Extrait du livre Le courage de mon père
Le courage de mon père De Anne Loyer et Chloé Fraser Editions Kilowatt
Le courage de mon père
La porte se referme dans un grand clac et le sari de ma mère m’enveloppe. Du jaune, du rouge, de l’orange comme pour mieux colorer le trop plein de gris qui me colle au cœur et aux yeux. Nous restons tous les trois comme ça, longtemps. Serrés et silencieux, alors que dans ma tête les cris n’en finissent pas de résonner et les images de s’entrechoquer.
Mon père vient de se faire embarquer par deux policiers anglais. Ils sont entrés sans frapper. Ils ont hurlé son prénom, « SUJAN », alors qu’il était juste devant eux, ma petite sœur dans les bras. Maman a récupéré Diba avant qu’ils ne l’empoignent et ne l’entraînent.

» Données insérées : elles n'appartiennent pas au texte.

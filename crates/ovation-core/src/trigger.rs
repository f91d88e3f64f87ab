//! Pure trigger math
//!
//! No I/O here: both triggers are total functions over the effective
//! threshold and the recorded counters, so they can be tested exhaustively.

use ovation_api::days_elapsed;

/// Day trigger: a whole positive multiple of `min_days` has elapsed since
/// the first recorded launch. Disabled thresholds and negative elapsed time
/// never fire.
pub(crate) fn day_trigger(min_days: Option<u32>, first_ms: i64, now_ms: i64) -> bool {
    let Some(min_days) = min_days else {
        return false;
    };
    if min_days == 0 {
        return false;
    }

    let elapsed = days_elapsed(first_ms, now_ms);
    elapsed > 0 && elapsed % i64::from(min_days) == 0
}

/// Launch trigger: the number of launches before the current one is a
/// positive multiple of `min_launches`.
pub(crate) fn launch_trigger(min_launches: Option<u32>, num_launches: i64) -> bool {
    let Some(min_launches) = min_launches else {
        return false;
    };
    if min_launches == 0 {
        return false;
    }

    let prior = num_launches - 1;
    prior > 0 && prior % i64::from(min_launches) == 0
}
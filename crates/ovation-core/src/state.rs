//! Typed access to persisted prompt state

use ovation_api::{PromptStatus, ResetScope};
use ovation_store::{StateKey, StateStore, StateValue};
use std::sync::Arc;
use tracing::debug;

use crate::PromptResult;

/// Typed view over the persisted key-value state.
///
/// Every accessor maps one `StateKey` to its domain type. Values with the
/// wrong shape (a text where an integer belongs, a negative counter) read as
/// absent rather than failing: persisted state is input, not something worth
/// crashing over.
pub struct PromptState {
    store: Arc<dyn StateStore>,
}

impl PromptState {
    pub fn new(store: Arc<dyn StateStore>) -> Self {
        Self { store }
    }

    /// Current status. Absent, empty, and unrecognized stored values read as
    /// `Unprompted`.
    pub async fn status(&self) -> PromptResult<PromptStatus> {
        let Some(value) = self.store.get(StateKey::Status).await? else {
            return Ok(PromptStatus::Unprompted);
        };

        let Some(text) = value.as_str() else {
            debug!(?value, "Non-text status value, reading as unprompted");
            return Ok(PromptStatus::Unprompted);
        };

        match text.parse::<PromptStatus>() {
            Ok(status) => Ok(status),
            Err(err) => {
                debug!(error = %err, "Unrecognized status, reading as unprompted");
                Ok(PromptStatus::Unprompted)
            }
        }
    }

    pub async fn set_status(&self, status: PromptStatus) -> PromptResult<()> {
        self.store
            .set(StateKey::Status, StateValue::from(status.as_str()))
            .await?;
        Ok(())
    }

    /// Persisted day-threshold override, if any.
    pub async fn min_days(&self) -> PromptResult<Option<u32>> {
        self.read_threshold(StateKey::MinDays).await
    }

    /// Persisted launch-threshold override, if any.
    pub async fn min_launches(&self) -> PromptResult<Option<u32>> {
        self.read_threshold(StateKey::MinLaunches).await
    }

    pub async fn set_min_days(&self, value: Option<u32>) -> PromptResult<()> {
        self.write_threshold(StateKey::MinDays, value).await
    }

    pub async fn set_min_launches(&self, value: Option<u32>) -> PromptResult<()> {
        self.write_threshold(StateKey::MinLaunches, value).await
    }

    async fn read_threshold(&self, key: StateKey) -> PromptResult<Option<u32>> {
        let value = self.store.get(key).await?;
        Ok(value
            .and_then(|v| v.as_i64())
            .and_then(|v| u32::try_from(v).ok()))
    }

    async fn write_threshold(&self, key: StateKey, value: Option<u32>) -> PromptResult<()> {
        match value {
            Some(v) => self.store.set(key, StateValue::from(i64::from(v))).await?,
            None => self.store.delete(key).await?,
        }
        Ok(())
    }

    /// First recorded launch timestamp, epoch ms.
    pub async fn first_launch(&self) -> PromptResult<Option<i64>> {
        let value = self.store.get(StateKey::DateFirstLaunched).await?;
        Ok(value.and_then(|v| v.as_i64()))
    }

    /// Record a launch: initialize the first-launch timestamp if absent and
    /// increment the launch counter. Returns the first-launch timestamp and
    /// the incremented count.
    pub async fn record_launch(&self, now: i64) -> PromptResult<(i64, i64)> {
        let first = match self.first_launch().await? {
            Some(first) => first,
            None => {
                self.store
                    .set(StateKey::DateFirstLaunched, StateValue::from(now))
                    .await?;
                now
            }
        };

        let prior = self
            .store
            .get(StateKey::NumLaunches)
            .await?
            .and_then(|v| v.as_i64())
            .unwrap_or(0)
            .max(0);
        let count = prior + 1;
        self.store
            .set(StateKey::NumLaunches, StateValue::from(count))
            .await?;

        Ok((first, count))
    }

    /// Timestamp of the last successful prompt open, epoch ms.
    pub async fn last_opened(&self) -> PromptResult<Option<i64>> {
        let value = self.store.get(StateKey::DateLastLaunched).await?;
        Ok(value.and_then(|v| v.as_i64()))
    }

    pub async fn mark_opened(&self, now: i64) -> PromptResult<()> {
        self.store
            .set(StateKey::DateLastLaunched, StateValue::from(now))
            .await?;
        Ok(())
    }

    /// Clear state for the given scope.
    pub async fn clear(&self, scope: ResetScope) -> PromptResult<()> {
        match scope {
            ResetScope::Status => self.set_status(PromptStatus::Unprompted).await?,
            ResetScope::Thresholds => self.clear_thresholds().await?,
            ResetScope::Counters => self.clear_counters().await?,
            ResetScope::All => {
                self.set_status(PromptStatus::Unprompted).await?;
                self.clear_thresholds().await?;
                self.clear_counters().await?;
            }
        }
        Ok(())
    }

    async fn clear_thresholds(&self) -> PromptResult<()> {
        self.store.delete(StateKey::MinDays).await?;
        self.store.delete(StateKey::MinLaunches).await?;
        Ok(())
    }

    async fn clear_counters(&self) -> PromptResult<()> {
        self.store.delete(StateKey::DateFirstLaunched).await?;
        self.store.delete(StateKey::NumLaunches).await?;
        self.store.delete(StateKey::DateLastLaunched).await?;
        Ok(())
    }
}
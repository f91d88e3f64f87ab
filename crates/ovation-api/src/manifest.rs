//! Web app manifest subset consumed for prompt branding

use serde::{Deserialize, Serialize};

/// The manifest fields the prompt cares about. Unknown fields are ignored.
#[derive(Debug, Clone, Default, PartialEq, Eq, Serialize, Deserialize)]
pub struct ManifestData {
    /// Application name
    #[serde(default)]
    pub name: Option<String>,

    /// Icon entries, in manifest order
    #[serde(default)]
    pub icons: Vec<ManifestIcon>,

    /// Theme color as a hex string (e.g. "#336699")
    #[serde(default)]
    pub theme_color: Option<String>,
}

/// One manifest icon entry
#[derive(Debug, Clone, PartialEq, Eq, Serialize, Deserialize)]
pub struct ManifestIcon {
    /// Icon URL, possibly relative to the manifest location
    pub src: String,

    /// Declared sizes string (e.g. "192x192"), if present
    #[serde(default)]
    pub sizes: Option<String>,
}
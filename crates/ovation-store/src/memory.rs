//! In-memory store backend

use async_trait::async_trait;
use std::collections::HashMap;
use std::sync::Mutex;

use crate::{StateKey, StateStore, StateValue, StoreResult};

/// HashMap-backed store. The default for tests and for hosts that manage
/// persistence themselves.
#[derive(Debug, Default)]
pub struct MemoryStore {
    values: Mutex<HashMap<StateKey, StateValue>>,
}

impl MemoryStore {
    pub fn new() -> Self {
        Self::default()
    }

    /// Number of present keys.
    pub fn len(&self) -> usize {
        self.values.lock().unwrap().len()
    }

    pub fn is_empty(&self) -> bool {
        self.values.lock().unwrap().is_empty()
    }
}

#[async_trait]
impl StateStore for MemoryStore {
    async fn get(&self, key: StateKey) -> StoreResult<Option<StateValue>> {
        Ok(self.values.lock().unwrap().get(&key).cloned())
    }

    async fn set(&self, key: StateKey, value: StateValue) -> StoreResult<()> {
        self.values.lock().unwrap().insert(key, value);
        Ok(())
    }

    async fn delete(&self, key: StateKey) -> StoreResult<()> {
        self.values.lock().unwrap().remove(&key);
        Ok(())
    }
}

#[cfg(test)]
mod tests {
    use super::*;

    #[tokio::test]
    async fn set_get_delete() {
        let store = MemoryStore::new();

        assert_eq!(store.get(StateKey::NumLaunches).await.unwrap(), None);

        store
            .set(StateKey::NumLaunches, StateValue::Integer(3))
            .await
            .unwrap();
        assert_eq!(
            store.get(StateKey::NumLaunches).await.unwrap(),
            Some(StateValue::Integer(3))
        );

        store.delete(StateKey::NumLaunches).await.unwrap();
        assert_eq!(store.get(StateKey::NumLaunches).await.unwrap(), None);
    }

    #[tokio::test]
    async fn set_overwrites() {
        let store = MemoryStore::new();

        store
            .set(StateKey::Status, StateValue::Text("postponed".into()))
            .await
            .unwrap();
        store
            .set(StateKey::Status, StateValue::Text("accepted".into()))
            .await
            .unwrap();

        assert_eq!(
            store.get(StateKey::Status).await.unwrap(),
            Some(StateValue::Text("accepted".into()))
        );
        assert_eq!(store.len(), 1);
    }

    #[tokio::test]
    async fn delete_absent_is_ok() {
        let store = MemoryStore::new();
        store.delete(StateKey::MinDays).await.unwrap();
        assert!(store.is_empty());
    }
}
//! Store review deep link

use async_trait::async_trait;
use tracing::info;
use url::Url;

use crate::{HostError, HostResult, ReviewSurface};

/// Deep link prefix for the store review page
const REVIEW_URL_PREFIX: &str = "ms-windows-store://review/?ProductId=";

/// Build the review deep link for a product id.
pub fn review_url(product_id: &str) -> HostResult<Url> {
    let raw = format!("{REVIEW_URL_PREFIX}{product_id}");
    Url::parse(&raw).map_err(|e| HostError::InvalidUrl {
        url: raw.clone(),
        message: e.to_string(),
    })
}

/// Opens the review page through the operating system's URI handler.
#[derive(Debug, Default)]
pub struct SystemReviewSurface;

impl SystemReviewSurface {
    pub fn new() -> Self {
        Self
    }
}

#[async_trait]
impl ReviewSurface for SystemReviewSurface {
    async fn open_review(&self, product_id: &str) -> HostResult<()> {
        let url = review_url(product_id)?;
        open::that(url.as_str()).map_err(|e| HostError::Navigation(e.to_string()))?;
        info!(product_id, "Review page opened");
        Ok(())
    }
}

Pourquoi ? Pourquoi mon père, dont le prénom indien signifie « honnête », a-t-il été arrêté ? Je sais bien que les Anglais ont tous les droits, qu’ils écrivent les lois et qu’ils décident de la vie des miens et de mon pays depuis très longtemps, mais nous n’avons jamais rien fait pour mériter ça ! Nous vivons simplement, pauvrement, mais dignement. Je ne comprends pas.
– Ce n’est pas juste, je m’écrie désespéré. Sur mes joues coulent des larmes. Pas de peur, ni de tristesse. De colère. – Pas juste ! répète ma sœur en écho. Elle n’est pas bien vieille Diba, mais elle a tout compris. Je lui souris pour la remercier. Mais le visage de ma mère ne bouge pas. On dirait qu’il est tendu par des fils invisibles. Elle dépose ma petite sœur par terre, s’accroupit et pose ses mains sur mes épaules. – Écoute-moi bien Aslam : ton père a désobéi. – Il a fait quelque chose de mal ? demande Diba en ouvrant de grands yeux. – Non... – Mais tu viens de dire qu’il avait désobéi ! je lâche, énervé. – Votre père a seulement voulu gagner un peu d’argent en récoltant du sel et en le revendant, me répond ma mère.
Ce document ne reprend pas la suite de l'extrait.